We’ve been totting up the numbers and the results are in: 2017 was the biggest-ever year for private equity secondaries fundraising.
Twenty-six funds hit final close on a combined total of $38.3 billion, outstripping the amount raised in previous high-point 2016 by a little over $5 billion. The mean size of a secondaries fund to hold a final close last year also hit a record $1.47 billion, above the previous year’s figure of $1.38 billion and the 2015 average of $1.12 billion.
Some familiar names sit at the top of the league table. The largest fundraise was by Strategic Partners, which in January collected $7.5 billion for its Fund VII, followed by Goldman Sachs Asset Management, which is understood to have held a $7.1 billion final close in July on its Vintage VII fund. NB Alternatives, Lexington Partners and AlpInvest are also represented in the top five with funds ranging in size from $2.5 billion to $6.5 billion.
Ardian, Coller Capital and Lexington Partners are all expected to return to market in 2018, and with LPs such as California Public Employees’ Retirement System expressing the desire to increase their exposure to the asset class, it will be a fascinating beauty contest between the three firms.
“Four years ago a lot of LPs were saying, why should I add a lower IRR, lower multiple quasi-fund of funds to my portfolio?” says Sunaina Sinha, managing partner of secondaries advisor Cebile Capital. “Today they see a shorter lifecycle, healthy return levels – lower or equivalent to other private equity strategies but with more diversification – and higher realisation rates.

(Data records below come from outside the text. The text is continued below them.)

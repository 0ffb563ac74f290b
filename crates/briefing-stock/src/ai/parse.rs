//! Strict tokenizers for model replies
//!
//! Replies are plain text in a fixed line schema. Anything that deviates
//! is rejected; callers fall back to a deterministic default instead of
//! trying to salvage a partial answer.

use crate::model::Sentiment;
use regex::Regex;
use std::sync::LazyLock;
use thiserror::Error;

/// Upper bound on tickers accepted from one reply
pub const MAX_HOT_TICKERS: usize = 2;

static TICKER_PATTERN: LazyLock<Regex> = LazyLock::new(|| {
    Regex::new(r"^[A-Z]{1,5}([.-][A-Z]{1,2})?$").expect("ticker pattern is valid")
});

/// Why a reply was rejected
#[derive(Debug, Clone, PartialEq, Eq, Error)]
pub enum ReplyError {
    #[error("reply is empty")]
    Empty,

    #[error("expected {expected} lines, found {found}")]
    LineCount { expected: usize, found: usize },

    #[error("line {line}: expected prefix {prefix:?}")]
    MissingPrefix { line: usize, prefix: String },

    #[error("line {line} has no content")]
    EmptyLine { line: usize },

    #[error("unknown sentiment {0:?}")]
    Sentiment(String),

    #[error("invalid ticker {0:?}")]
    Ticker(String),

    #[error("expected 1 to {MAX_HOT_TICKERS} tickers, found {0}")]
    TickerCount(usize),
}

/// Non-blank lines, trimmed
fn content_lines(text: &str) -> Vec<&str> {
    text.lines().map(str::trim).filter(|l| !l.is_empty()).collect()
}

/// Body of a `N. text` line
fn numbered_body(line: &str, number: usize, index: usize) -> Result<String, ReplyError> {
    let prefix = format!("{number}. ");
    let body = line
        .strip_prefix(&prefix)
        .ok_or_else(|| ReplyError::MissingPrefix {
            line: index + 1,
            prefix: prefix.clone(),
        })?;

    let body = body.trim();
    if body.is_empty() {
        return Err(ReplyError::EmptyLine { line: index + 1 });
    }
    Ok(body.to_string())
}

/// Parse the summary schema: `1. `, `2. `, `3. ` lines then `SENTIMENT: <value>`
///
/// ```
/// use briefing_stock::ai::parse::parse_summary_reply;
/// use briefing_stock::model::Sentiment;
///
/// let (lines, sentiment) =
///     parse_summary_reply("1. 매출 증가\n2. 신제품 호평\n3. 목표가 상향\nSENTIMENT: positive").unwrap();
/// assert_eq!(lines.len(), 3);
/// assert_eq!(sentiment, Sentiment::Positive);
/// ```
pub fn parse_summary_reply(text: &str) -> Result<(Vec<String>, Sentiment), ReplyError> {
    let lines = content_lines(text);
    if lines.is_empty() {
        return Err(ReplyError::Empty);
    }
    if lines.len() != 4 {
        return Err(ReplyError::LineCount {
            expected: 4,
            found: lines.len(),
        });
    }

    let summary = lines[..3]
        .iter()
        .enumerate()
        .map(|(i, line)| numbered_body(line, i + 1, i))
        .collect::<Result<Vec<_>, _>>()?;

    let value = lines[3]
        .strip_prefix("SENTIMENT:")
        .ok_or_else(|| ReplyError::MissingPrefix {
            line: 4,
            prefix: "SENTIMENT:".to_string(),
        })?
        .trim();
    let sentiment = match value {
        "positive" => Sentiment::Positive,
        "neutral" => Sentiment::Neutral,
        "negative" => Sentiment::Negative,
        other => return Err(ReplyError::Sentiment(other.to_string())),
    };

    Ok((summary, sentiment))
}

/// Parse exactly `expected` lines numbered `1. ` through `N. `
pub fn parse_numbered_lines(text: &str, expected: usize) -> Result<Vec<String>, ReplyError> {
    let lines = content_lines(text);
    if lines.is_empty() {
        return Err(ReplyError::Empty);
    }
    if lines.len() != expected {
        return Err(ReplyError::LineCount {
            expected,
            found: lines.len(),
        });
    }

    lines
        .iter()
        .enumerate()
        .map(|(i, line)| numbered_body(line, i + 1, i))
        .collect()
}

/// Parse the single-line `TICKERS: A, B` schema
pub fn parse_ticker_reply(text: &str) -> Result<Vec<String>, ReplyError> {
    let lines = content_lines(text);
    let line = match lines.as_slice() {
        [] => return Err(ReplyError::Empty),
        [line] => *line,
        more => {
            return Err(ReplyError::LineCount {
                expected: 1,
                found: more.len(),
            });
        }
    };

    let list = line
        .strip_prefix("TICKERS:")
        .ok_or_else(|| ReplyError::MissingPrefix {
            line: 1,
            prefix: "TICKERS:".to_string(),
        })?;

    let symbols: Vec<&str> = list.split(',').map(str::trim).collect();
    if symbols.len() > MAX_HOT_TICKERS || symbols.iter().all(|s| s.is_empty()) {
        return Err(ReplyError::TickerCount(
            symbols.iter().filter(|s| !s.is_empty()).count(),
        ));
    }

    let mut tickers: Vec<String> = Vec::with_capacity(symbols.len());
    for symbol in symbols {
        if !TICKER_PATTERN.is_match(symbol) {
            return Err(ReplyError::Ticker(symbol.to_string()));
        }
        if !tickers.iter().any(|t| t == symbol) {
            tickers.push(symbol.to_string());
        }
    }

    Ok(tickers)
}
//! NewsAPI client for ticker search and top business headlines

use crate::ai::HeadlineSource;
use crate::error::{BriefingError, Result};
use crate::model::{NewsItem, WatchlistEntry};
use crate::news::NewsSource;
use crate::rate_gate::RateGate;
use async_trait::async_trait;
use briefing_prompt::Language;
use chrono::{Duration as Days, Utc};
use reqwest::Client;
use serde::Deserialize;
use std::time::Duration;
use tracing::{debug, instrument};

pub const DEFAULT_NEWSAPI_BASE: &str = "https://newsapi.org/v2";

/// Articles NewsAPI returns for content taken down at the source
const REMOVED_MARKER: &str = "[Removed]";

#[derive(Debug, Deserialize)]
#[serde(rename_all = "camelCase")]
struct NewsApiResponse {
    status: String,
    #[serde(default)]
    code: Option<String>,
    #[serde(default)]
    message: Option<String>,
    #[serde(default)]
    articles: Vec<NewsApiArticle>,
}

#[derive(Debug, Deserialize)]
struct NewsApiArticle {
    #[serde(default)]
    title: Option<String>,
    #[serde(default)]
    description: Option<String>,
    #[serde(default)]
    url: Option<String>,
}

impl NewsApiResponse {
    fn into_items(self) -> Result<Vec<NewsItem>> {
        if self.status != "ok" {
            return Err(BriefingError::ApiError(format!(
                "NewsAPI {}: {}",
                self.code.as_deref().unwrap_or("error"),
                self.message.as_deref().unwrap_or("no message")
            )));
        }

        Ok(self
            .articles
            .into_iter()
            .filter_map(|article| {
                let title = article.title?.trim().to_string();
                if title.is_empty() || title == REMOVED_MARKER {
                    return None;
                }
                let item = NewsItem::new(title, article.url.unwrap_or_default());
                Some(match article.description.filter(|d| !d.trim().is_empty()) {
                    Some(description) => item.with_description(description.trim()),
                    None => item,
                })
            })
            .collect())
    }
}

/// NewsAPI client
pub struct NewsApiClient {
    client: Client,
    api_key: String,
    api_base: String,
    language: Language,
    lookback_days: Option<u32>,
    gate: RateGate,
}

impl NewsApiClient {
    pub fn new(
        api_key: impl Into<String>,
        language: Language,
        gate: RateGate,
        timeout: Duration,
    ) -> Result<Self> {
        let api_key = api_key.into();
        if api_key.trim().is_empty() {
            return Err(BriefingError::ConfigError("NewsAPI key is empty".to_string()));
        }

        Ok(Self {
            client: Client::builder().timeout(timeout).build()?,
            api_key,
            api_base: DEFAULT_NEWSAPI_BASE.to_string(),
            language,
            lookback_days: None,
            gate,
        })
    }

    /// Only search articles published in the last `days` days
    pub fn with_lookback_days(mut self, days: Option<u32>) -> Self {
        self.lookback_days = days;
        self
    }

    /// Override the API base URL
    pub fn with_api_base(mut self, api_base: impl Into<String>) -> Self {
        self.api_base = api_base.into().trim_end_matches('/').to_string();
        self
    }

    async fn get(&self, endpoint: &str, params: &[(&str, String)]) -> Result<Vec<NewsItem>> {
        self.gate.wait().await;

        let response = self
            .client
            .get(format!("{}/{endpoint}", self.api_base))
            .header("X-Api-Key", &self.api_key)
            .query(params)
            .send()
            .await?;

        let status = response.status();
        let body = response.text().await?;
        debug!(%status, endpoint, "NewsAPI response");

        // Error replies carry a JSON body with the reason
        match serde_json::from_str::<NewsApiResponse>(&body) {
            Ok(parsed) => parsed.into_items(),
            Err(_) if !status.is_success() => Err(BriefingError::ApiError(format!(
                "NewsAPI error {status}: {body}"
            ))),
            Err(e) => Err(e.into()),
        }
    }

    /// Top business headlines in the US edition
    #[instrument(skip(self))]
    pub async fn top_business_headlines(&self, limit: usize) -> Result<Vec<NewsItem>> {
        let mut items = self
            .get(
                "top-headlines",
                &[
                    ("category", "business".to_string()),
                    ("country", "us".to_string()),
                    ("pageSize", limit.to_string()),
                ],
            )
            .await?;
        items.truncate(limit);
        Ok(items)
    }
}

#[async_trait]
impl NewsSource for NewsApiClient {
    fn base_query(&self, entry: &WatchlistEntry) -> String {
        if entry.display_name == entry.ticker {
            entry.ticker.clone()
        } else {
            format!("{} OR {}", entry.ticker, entry.display_name)
        }
    }

    #[instrument(skip(self))]
    async fn search(&self, query: &str, limit: usize) -> Result<Vec<NewsItem>> {
        let mut params = vec![
            ("q", query.to_string()),
            ("language", self.language.code().to_string()),
            ("sortBy", "relevancy".to_string()),
            ("pageSize", limit.clamp(1, 100).to_string()),
        ];
        if let Some(days) = self.lookback_days {
            let from = Utc::now().date_naive() - Days::days(i64::from(days));
            params.push(("from", from.format("%Y-%m-%d").to_string()));
        }

        let mut items = self.get("everything", &params).await?;
        items.truncate(limit);
        Ok(items)
    }

    fn name(&self) -> &str {
        "newsapi"
    }
}

#[async_trait]
impl HeadlineSource for NewsApiClient {
    async fn headlines(&self, limit: usize) -> Result<Vec<NewsItem>> {
        self.top_business_headlines(limit).await
    }
}

#[cfg(test)]
mod tests {
    use super::*;
    use serde_json::json;

    fn parse(value: serde_json::Value) -> Result<Vec<NewsItem>> {
        serde_json::from_value::<NewsApiResponse>(value)
            .unwrap()
            .into_items()
    }

    #[test]
    fn test_parse_articles() {
        let items = parse(json!({
            "status": "ok",
            "totalResults": 3,
            "articles": [
                { "title": "Nvidia beats estimates", "description": "Revenue up.", "url": "https://a.example" },
                { "title": "[Removed]", "description": "[Removed]", "url": "https://removed.com" },
                { "title": "Chip stocks rally", "description": "  ", "url": "https://b.example" },
                { "title": null, "url": "https://c.example" }
            ]
        }))
        .unwrap();

        assert_eq!(items.len(), 2);
        assert_eq!(items[0].description.as_deref(), Some("Revenue up."));
        assert_eq!(items[1].title, "Chip stocks rally");
        assert!(items[1].description.is_none());
    }

    #[test]
    fn test_parse_error_reply() {
        let err = parse(json!({
            "status": "error",
            "code": "apiKeyInvalid",
            "message": "Your API key is invalid."
        }))
        .unwrap_err();
        assert!(err.to_string().contains("apiKeyInvalid"));
    }

    #[test]
    fn test_base_query() {
        let client = NewsApiClient::new(
            "key",
            Language::English,
            RateGate::unlimited("news"),
            Duration::from_secs(10),
        )
        .unwrap();
        assert_eq!(
            client.base_query(&WatchlistEntry::new("엔비디아", "NVDA")),
            "NVDA OR 엔비디아"
        );
        assert_eq!(client.base_query(&WatchlistEntry::trending("PLTR")), "PLTR");
    }

    #[test]
    fn test_empty_key_rejected() {
        assert!(
            NewsApiClient::new(" ", Language::English, RateGate::unlimited("news"), Duration::from_secs(1))
                .is_err()
        );
    }

    #[tokio::test]
    #[ignore] // Requires NEWS_API_KEY and network access
    async fn test_live_headlines() {
        let key = std::env::var("NEWS_API_KEY").unwrap();
        let client = NewsApiClient::new(
            key,
            Language::English,
            RateGate::unlimited("news"),
            Duration::from_secs(10),
        )
        .unwrap();
        let items = client.top_business_headlines(5).await.unwrap();
        assert!(items.len() <= 5);
    }
}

That has been proven cycle in, cycle out.”
While the long-term fundamentals are strong, headline fundraising figures for PE secondaries are likely to show something of a lull in 2018. The big three of Ardian, Coller and Lexington won’t see the fruits of their fundraising labour until late 2019 at the earliest. Two of the three largest secondaries funds in market going into 2018 are real estate, rather than private equity, and there are no funds in market targeting more than Landmark Partners’ $4 billion, PEI data show.
There is also some evidence that secondaries funds may be becoming victims of their own success. September’s H2 Liquidity Index, compiled by advisor and placement agent Rede Partners, found that high pricing, driven in no small part by the huge amounts of money raised, is dampening limited partners’ enthusiasm towards the asset class.
Placement agent Probitas Partners, in its December Private Equity Institutional Investor Trends for 2018 report, found that 26 percent of LPs which responded “are not active in secondaries in any manner”, up from 17 percent the year before. Managing director Kelly DePonte said at the time that buoyant fundraising numbers were being drive more by the supply of brand-name product in the market at the same time, than a widespread demand for secondaries exposure.
“Fundraising for secondaries is up again [for 2017] but that has really been driven by three well-regarded, long-lived managers that a number of investors see as core holdings,” he told Secondaries Investor. “I’m not sure interest [last year] was truly widespread, and on the basis of this survey it won’t be widespread in 2018.”
For those keeping an eye on annual figures, 2018 may look like a quiet year before the big names start to show their hands in 2019.